They are standing in the wide doorway of the triclinium with their backs to the garden. Grata shakes her head and stares at her bare feet. He notices that she is trembling. ‘You understand Latin, don’t you?’ he asks.

She nods.

‘Then you’ll be fine. Don’t be afraid. I’m here to help you.’

He sees that her eyes are filling with grateful tears. ‘Look!’ he says quickly, trying to distract her. ‘See the three couches?’

She nods.

Amarantus spreads his hands like a merchant displaying his wares. ‘That’s why they call this room the triclinium. The word means “three couches”. Each couch is designed to hold three people comfortably. Therefore, the ideal number at a banquet is nine, though you can squeeze in more if you need to.’

She nods. ‘Yes, master… I mean…’

‘I’m a slave like you. Call me Amarantus. Do you know left from right?’

‘Yes, Amarantus.’

‘The couch on the left is the Lowest Couch. That’s where the host and family usually sit. The couch in the middle is the Middle Couch. It’s for high status guests including the guest of honour. And the Highest Couch is for guests of lower status.’

Grata frowns. ‘Shouldn’t they call it the Lowest Couch then?’

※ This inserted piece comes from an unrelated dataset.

//! Port contracts for graph production.
//!
//! Ports define infrastructure-agnostic interfaces used by sync services.

pub mod producer;

pub use producer::{GraphProducer, NodeExpander, ProduceRequest, ProducerError, ProducerResult};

Amarantus shrugs. ‘Maybe. But they don’t. Your mistress Pompeia will be at the top end of the Lowest Couch. Her son Superbus comes next, then Fabia on the end.’

Grata looks from the couches to Amarantus. ‘You like Fabia, don’t you?’

‘It doesn’t matter whether I like them or not,’ he says briskly. ‘We must serve them all diligently. Now, our guest of honour is the paterfamilias, old Camillus. So, where does he go?’ 

‘Put him on the lowest couch?’ she guesses. ‘Because he is family?’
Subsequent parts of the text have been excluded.